RECORDS SUPPLIED: Begin

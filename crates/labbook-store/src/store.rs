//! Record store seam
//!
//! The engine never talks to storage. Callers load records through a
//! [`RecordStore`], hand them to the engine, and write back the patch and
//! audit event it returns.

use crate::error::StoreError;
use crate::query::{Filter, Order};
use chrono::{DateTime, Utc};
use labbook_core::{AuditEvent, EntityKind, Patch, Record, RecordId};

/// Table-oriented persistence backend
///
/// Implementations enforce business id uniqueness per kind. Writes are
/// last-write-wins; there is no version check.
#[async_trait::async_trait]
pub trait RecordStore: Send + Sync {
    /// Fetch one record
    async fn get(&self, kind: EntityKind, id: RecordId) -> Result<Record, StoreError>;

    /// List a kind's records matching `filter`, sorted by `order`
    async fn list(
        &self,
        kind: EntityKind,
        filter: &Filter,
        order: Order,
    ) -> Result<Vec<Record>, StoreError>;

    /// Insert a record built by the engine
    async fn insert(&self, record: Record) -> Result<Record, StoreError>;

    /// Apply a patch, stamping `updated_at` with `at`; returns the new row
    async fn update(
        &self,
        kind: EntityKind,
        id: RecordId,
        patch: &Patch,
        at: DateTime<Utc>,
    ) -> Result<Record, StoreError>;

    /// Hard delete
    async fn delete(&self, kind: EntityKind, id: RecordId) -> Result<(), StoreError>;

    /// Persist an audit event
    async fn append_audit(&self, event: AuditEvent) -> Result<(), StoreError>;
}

RECORDS SUPPLIED: End
RECORDS SUPPLIED: Begin

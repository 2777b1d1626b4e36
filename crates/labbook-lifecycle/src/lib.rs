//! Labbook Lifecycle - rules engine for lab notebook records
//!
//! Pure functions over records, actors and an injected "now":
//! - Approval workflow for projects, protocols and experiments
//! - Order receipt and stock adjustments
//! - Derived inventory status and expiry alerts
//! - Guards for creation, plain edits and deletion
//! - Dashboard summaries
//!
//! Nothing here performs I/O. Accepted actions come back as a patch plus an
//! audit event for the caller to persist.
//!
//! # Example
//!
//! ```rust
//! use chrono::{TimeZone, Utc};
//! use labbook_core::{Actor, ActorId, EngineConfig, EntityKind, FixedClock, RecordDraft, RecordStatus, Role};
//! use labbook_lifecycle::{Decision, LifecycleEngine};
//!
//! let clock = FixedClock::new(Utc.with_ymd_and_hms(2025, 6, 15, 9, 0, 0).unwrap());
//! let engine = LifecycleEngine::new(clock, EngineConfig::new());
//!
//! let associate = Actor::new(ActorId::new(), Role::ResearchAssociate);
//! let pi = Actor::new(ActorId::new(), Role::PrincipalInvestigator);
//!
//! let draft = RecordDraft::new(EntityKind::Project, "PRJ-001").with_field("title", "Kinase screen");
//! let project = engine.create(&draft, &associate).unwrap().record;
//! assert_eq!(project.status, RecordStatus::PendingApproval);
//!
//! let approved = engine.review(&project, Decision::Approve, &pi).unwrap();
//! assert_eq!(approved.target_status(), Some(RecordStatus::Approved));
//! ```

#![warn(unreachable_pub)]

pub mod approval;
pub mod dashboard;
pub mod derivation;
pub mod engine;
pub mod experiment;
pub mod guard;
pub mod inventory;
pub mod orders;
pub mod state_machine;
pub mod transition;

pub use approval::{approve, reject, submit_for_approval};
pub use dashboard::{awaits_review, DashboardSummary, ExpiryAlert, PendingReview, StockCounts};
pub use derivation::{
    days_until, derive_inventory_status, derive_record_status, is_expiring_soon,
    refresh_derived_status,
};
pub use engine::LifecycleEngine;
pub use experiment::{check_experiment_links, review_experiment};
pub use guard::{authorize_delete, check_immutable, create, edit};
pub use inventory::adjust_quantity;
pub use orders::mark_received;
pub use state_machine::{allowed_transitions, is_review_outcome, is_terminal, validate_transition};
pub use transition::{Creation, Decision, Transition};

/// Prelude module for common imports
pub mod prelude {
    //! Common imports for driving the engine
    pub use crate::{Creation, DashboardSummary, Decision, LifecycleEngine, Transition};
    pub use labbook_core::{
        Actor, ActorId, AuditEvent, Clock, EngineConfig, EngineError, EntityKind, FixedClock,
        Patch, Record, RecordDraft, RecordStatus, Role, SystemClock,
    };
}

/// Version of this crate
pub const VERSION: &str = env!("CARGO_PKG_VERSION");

RECORDS SUPPLIED: End

→ **YOUR INSTRUCTIONS**:
What is needed is a verbatim copy of every line in the records above from the one containing "async fn insert(&self, record: Record)" down to the one containing "an audit event", both included, and nothing more.

→ **RESPONSE TO THE TASK**:
    async fn insert(&self, record: Record) -> Result<Record, StoreError>;

    /// Apply a patch, stamping `updated_at` with `at`; returns the new row
    async fn update(
        &self,
        kind: EntityKind,
        id: RecordId,
        patch: &Patch,
        at: DateTime<Utc>,
    ) -> Result<Record, StoreError>;

    /// Hard delete
    async fn delete(&self, kind: EntityKind, id: RecordId) -> Result<(), StoreError>;

    /// Persist an audit event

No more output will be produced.